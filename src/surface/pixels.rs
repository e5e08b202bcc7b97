//! Host image to XRGB8888 conversion

use crate::error::{Error, Result};

/// Bytes per pixel of presentation buffers
pub const BYTES_PER_PIXEL: usize = 4;

/// Channel order of a 3-channel source image
#[derive(Debug, Clone, Copy, PartialEq, Eq, Default)]
pub enum ChannelOrder {
    /// Blue, green, red (the host library's native order)
    #[default]
    Bgr,
    /// Red, green, blue
    Rgb,
}

/// Borrowed view of an interleaved 3-channel, 8-bit image
#[derive(Debug, Clone, Copy)]
pub struct ImageView<'a> {
    pub width: u32,
    pub height: u32,
    /// Bytes between the starts of consecutive rows
    pub stride: usize,
    pub order: ChannelOrder,
    pub data: &'a [u8],
}

impl<'a> ImageView<'a> {
    /// Tightly packed BGR image
    pub fn bgr(width: u32, height: u32, data: &'a [u8]) -> Self {
        Self {
            width,
            height,
            stride: width as usize * 3,
            order: ChannelOrder::Bgr,
            data,
        }
    }

    /// Tightly packed RGB image
    pub fn rgb(width: u32, height: u32, data: &'a [u8]) -> Self {
        Self {
            order: ChannelOrder::Rgb,
            ..Self::bgr(width, height, data)
        }
    }

    /// Check dimensions, stride and data length agree
    pub fn validate(&self) -> Result<()> {
        if self.width == 0 || self.height == 0 {
            return Err(Error::InvalidImage("zero-sized image"));
        }
        let row = self.width as usize * 3;
        if self.stride < row {
            return Err(Error::InvalidImage("stride shorter than a row"));
        }
        let needed = self
            .stride
            .checked_mul(self.height as usize - 1)
            .and_then(|body| body.checked_add(row))
            .ok_or(Error::InvalidImage("image size out of range"))?;
        if self.data.len() < needed {
            return Err(Error::InvalidImage("pixel data shorter than image"));
        }
        Ok(())
    }

    /// Size of the converted image in bytes
    pub fn presentation_len(&self) -> usize {
        self.width as usize * self.height as usize * BYTES_PER_PIXEL
    }

    /// Convert into XRGB8888 with a zero alpha byte.
    ///
    /// Each destination pixel is the little-endian `u32`
    /// `(0 << 24) | (r << 16) | (g << 8) | b`. `dst` must hold
    /// [`presentation_len`](Self::presentation_len) bytes.
    pub fn write_xrgb8888(&self, dst: &mut [u8]) -> Result<()> {
        self.validate()?;
        if dst.len() < self.presentation_len() {
            return Err(Error::InvalidImage("destination buffer too small"));
        }

        let width = self.width as usize;
        let rows = self.data.chunks(self.stride).take(self.height as usize);
        let dst_rows = dst.chunks_exact_mut(width * BYTES_PER_PIXEL);
        for (src_row, dst_row) in rows.zip(dst_rows) {
            let src_pixels = src_row[..width * 3].chunks_exact(3);
            for (p, out) in src_pixels.zip(dst_row.chunks_exact_mut(BYTES_PER_PIXEL)) {
                let (r, g, b) = match self.order {
                    ChannelOrder::Bgr => (p[2], p[1], p[0]),
                    ChannelOrder::Rgb => (p[0], p[1], p[2]),
                };
                out.copy_from_slice(&pack_xrgb(r, g, b).to_le_bytes());
            }
        }
        Ok(())
    }

    /// Convert into a freshly allocated vector of packed pixels
    pub fn to_xrgb8888(&self) -> Result<Vec<u32>> {
        let mut bytes = vec![0u8; self.presentation_len()];
        self.write_xrgb8888(&mut bytes)?;
        Ok(bytes
            .chunks_exact(BYTES_PER_PIXEL)
            .map(|c| u32::from_le_bytes([c[0], c[1], c[2], c[3]]))
            .collect())
    }
}

/// Pack one pixel, alpha byte zero
pub fn pack_xrgb(r: u8, g: u8, b: u8) -> u32 {
    (u32::from(r) << 16) | (u32::from(g) << 8) | u32::from(b)
}
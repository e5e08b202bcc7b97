//! Registry globals
//!
//! Binds the four capabilities the backend needs and checks they are all
//! present after the first round-trip.

use log::debug;
use wayland_client::protocol::{wl_compositor, wl_registry, wl_seat, wl_shm};
use wayland_client::QueueHandle;
use wayland_protocols::xdg::shell::client::xdg_wm_base;

use super::ClientState;
use crate::error::{Error, Result};
use crate::input::InputRouter;

/// Highest `wl_compositor` version used
pub const COMPOSITOR_VERSION: u32 = 4;
/// Highest `wl_shm` version used
pub const SHM_VERSION: u32 = 1;
/// Highest `xdg_wm_base` version used
pub const WM_BASE_VERSION: u32 = 2;
/// Highest `wl_seat` version used
pub const SEAT_VERSION: u32 = 5;

/// Globals bound so far
#[derive(Debug, Default)]
pub struct Globals {
    pub compositor: Option<wl_compositor::WlCompositor>,
    pub shm: Option<wl_shm::WlShm>,
    pub wm_base: Option<xdg_wm_base::XdgWmBase>,
}

/// The capability set a connection needs, all present
#[derive(Debug, Clone)]
pub struct BoundGlobals {
    pub compositor: wl_compositor::WlCompositor,
    pub shm: wl_shm::WlShm,
    pub wm_base: xdg_wm_base::XdgWmBase,
}

impl Globals {
    /// Check every required capability was bound
    pub fn require(&self) -> Result<BoundGlobals> {
        Ok(BoundGlobals {
            compositor: self
                .compositor
                .clone()
                .ok_or(Error::MissingGlobal("wl_compositor"))?,
            shm: self.shm.clone().ok_or(Error::MissingGlobal("wl_shm"))?,
            wm_base: self
                .wm_base
                .clone()
                .ok_or(Error::MissingGlobal("xdg_wm_base"))?,
        })
    }
}

/// Bind an advertised global if it is one the backend uses
pub(super) fn bind_global(
    state: &mut ClientState,
    registry: &wl_registry::WlRegistry,
    name: u32,
    interface: &str,
    version: u32,
    qh: &QueueHandle<ClientState>,
) {
    match interface {
        "wl_compositor" if state.globals.compositor.is_none() => {
            let compositor = registry.bind::<wl_compositor::WlCompositor, _, _>(
                name,
                version.min(COMPOSITOR_VERSION),
                qh,
                (),
            );
            state.globals.compositor = Some(compositor);
        }
        "wl_shm" if state.globals.shm.is_none() => {
            let shm = registry.bind::<wl_shm::WlShm, _, _>(name, version.min(SHM_VERSION), qh, ());
            state.globals.shm = Some(shm);
        }
        "xdg_wm_base" if state.globals.wm_base.is_none() => {
            let wm_base = registry.bind::<xdg_wm_base::XdgWmBase, _, _>(
                name,
                version.min(WM_BASE_VERSION),
                qh,
                (),
            );
            state.globals.wm_base = Some(wm_base);
        }
        "wl_seat" if state.input.is_none() => {
            let seat =
                registry.bind::<wl_seat::WlSeat, _, _>(name, version.min(SEAT_VERSION), qh, ());
            state.input = Some(InputRouter::new(seat));
        }
        _ => return,
    }
    debug!("Bound {} v{}", interface, version);
}
//! Window management
//!
//! A [`Window`] is one toplevel: a `wl_surface` with its `xdg_surface` and
//! `xdg_toplevel` roles, a two-slot buffer pool and the mouse state of the
//! host callback.

pub mod mouse;
pub mod registry;

use std::num::NonZeroU64;
use std::sync::atomic::{AtomicBool, AtomicU64, Ordering};
use std::sync::Arc;

use log::{debug, trace};
use wayland_client::protocol::wl_surface;
use wayland_protocols::xdg::shell::client::{xdg_surface, xdg_toplevel};

use crate::backend::Connection;
use crate::config::BackendConfig;
use crate::error::Result;
use crate::input::PointerEvent;
use crate::surface::{BufferPool, ImageView, ShmAllocator, ShmBuffer};

pub use mouse::{MouseCallback, MouseEvent, MouseEventKind, MouseFlags, MouseState};
pub use registry::WindowRegistry;

/// Unique identifier for windows
#[derive(Debug, Clone, Copy, PartialEq, Eq, Hash)]
pub struct WindowId(pub u64);

impl WindowId {
    fn new() -> Self {
        static COUNTER: AtomicU64 = AtomicU64::new(1);
        WindowId(COUNTER.fetch_add(1, Ordering::Relaxed))
    }
}

/// Opaque window handle handed to the host library
#[derive(Debug, Clone, Copy, PartialEq, Eq, Hash)]
pub struct WindowHandle(NonZeroU64);

impl WindowHandle {
    pub fn get(self) -> u64 {
        self.0.get()
    }

    /// Rebuild a handle from its raw value; zero is never a handle
    pub fn from_raw(raw: u64) -> Option<Self> {
        NonZeroU64::new(raw).map(WindowHandle)
    }
}

/// Shell state shared with the xdg dispatch handlers
#[derive(Debug)]
pub struct SurfaceData {
    pub id: WindowId,
    configured: AtomicBool,
    close_requested: AtomicBool,
}

impl SurfaceData {
    pub fn new(id: WindowId) -> Self {
        Self {
            id,
            configured: AtomicBool::new(false),
            close_requested: AtomicBool::new(false),
        }
    }

    pub fn set_configured(&self) {
        self.configured.store(true, Ordering::Release);
    }

    /// Whether the first configure has been acknowledged
    pub fn configured(&self) -> bool {
        self.configured.load(Ordering::Acquire)
    }

    pub fn request_close(&self) {
        self.close_requested.store(true, Ordering::Release);
    }

    pub fn close_requested(&self) -> bool {
        self.close_requested.load(Ordering::Acquire)
    }
}

/// A toplevel window
pub struct Window {
    /// Unique identifier
    pub id: WindowId,
    /// Window name, also the toplevel title
    pub name: String,
    /// Creation flags passed through from the host
    pub flags: i32,
    /// Size of the most recently shown image
    pub width: u32,
    pub height: u32,
    /// Mouse state and callback
    pub mouse: MouseState,
    surface: wl_surface::WlSurface,
    xdg_surface: xdg_surface::XdgSurface,
    toplevel: xdg_toplevel::XdgToplevel,
    data: Arc<SurfaceData>,
    pool: BufferPool<ShmBuffer>,
}

impl Window {
    /// Create the surface and its toplevel role and commit it once so the
    /// server sends the first configure
    pub fn new(conn: &Connection, name: &str, flags: i32, config: &BackendConfig) -> Self {
        let id = WindowId::new();
        let globals = conn.globals();
        let qh = conn.qh();

        let data = Arc::new(SurfaceData::new(id));
        let surface = globals.compositor.create_surface(qh, id);
        let xdg_surface = globals.wm_base.get_xdg_surface(&surface, qh, data.clone());
        let toplevel = xdg_surface.get_toplevel(qh, data.clone());
        toplevel.set_title(name.to_string());
        toplevel.set_app_id(config.app_id.clone());
        surface.commit();

        debug!("Created window {:?} '{}' (flags {:#x})", id, name, flags);
        Self {
            id,
            name: name.to_string(),
            flags,
            width: config.default_width,
            height: config.default_height,
            mouse: MouseState::new(),
            surface,
            xdg_surface,
            toplevel,
            data,
            pool: BufferPool::new(),
        }
    }

    /// Whether the server asked for this window to be closed
    pub fn close_requested(&self) -> bool {
        self.data.close_requested()
    }

    pub fn set_mouse_callback(&mut self, callback: Option<MouseCallback>) {
        self.mouse.set_callback(callback);
    }

    /// Present `image`, resizing the window to its dimensions.
    ///
    /// Blocks until the first configure has arrived and one of the two
    /// buffers is free.
    pub fn show(&mut self, image: &ImageView<'_>, conn: &mut Connection) -> Result<()> {
        image.validate()?;
        self.width = image.width;
        self.height = image.height;

        while !self.data.configured() {
            trace!("Waiting for first configure of {:?}", self.id);
            conn.roundtrip()?;
        }

        let shm = conn.globals().shm.clone();
        let qh = conn.qh().clone();
        let mut allocator = ShmAllocator { shm: &shm, qh: &qh };
        let mut frame = self
            .pool
            .acquire(self.width, self.height, &mut allocator, || conn.roundtrip())?;
        image.write_xrgb8888(frame.pixels_mut())?;

        let surface = &self.surface;
        let (width, height) = (self.width as i32, self.height as i32);
        let index = frame.index();
        frame.submit(|buffer| {
            surface.attach(Some(buffer.wl_buffer()), 0, 0);
            surface.damage(0, 0, width, height);
            surface.commit();
        });
        trace!("{:?} presented slot {} at {}x{}", self.id, index, width, height);
        Ok(())
    }

    /// Buffers still held by the server
    pub fn busy_buffers(&self) -> usize {
        self.pool.busy_count()
    }

    /// Deliver a routed pointer event to the mouse callback
    pub fn handle_pointer(&mut self, event: PointerEvent) {
        self.mouse.handle(event);
    }
}

impl Drop for Window {
    fn drop(&mut self) {
        self.toplevel.destroy();
        self.xdg_surface.destroy();
        self.pool.reset();
        self.surface.destroy();
        debug!("Destroyed window {:?} '{}'", self.id, self.name);
    }
}

impl std::fmt::Debug for Window {
    fn fmt(&self, f: &mut std::fmt::Formatter<'_>) -> std::fmt::Result {
        f.debug_struct("Window")
            .field("id", &self.id)
            .field("name", &self.name)
            .field("size", &(self.width, self.height))
            .field("configured", &self.data.configured())
            .field("buffers", &self.pool)
            .finish()
    }
}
● ● ●
Above are records; repeat only the lines starting at the line with "packed RGB image" and ending at the line with "pub fn validate(&self)", exactly as they appear, both included.

    /// Tightly packed RGB image
    pub fn rgb(width: u32, height: u32, data: &'a [u8]) -> Self {
        Self {
            order: ChannelOrder::Rgb,
            ..Self::bgr(width, height, data)
        }
    }

    /// Check dimensions, stride and data length agree
    pub fn validate(&self) -> Result<()> {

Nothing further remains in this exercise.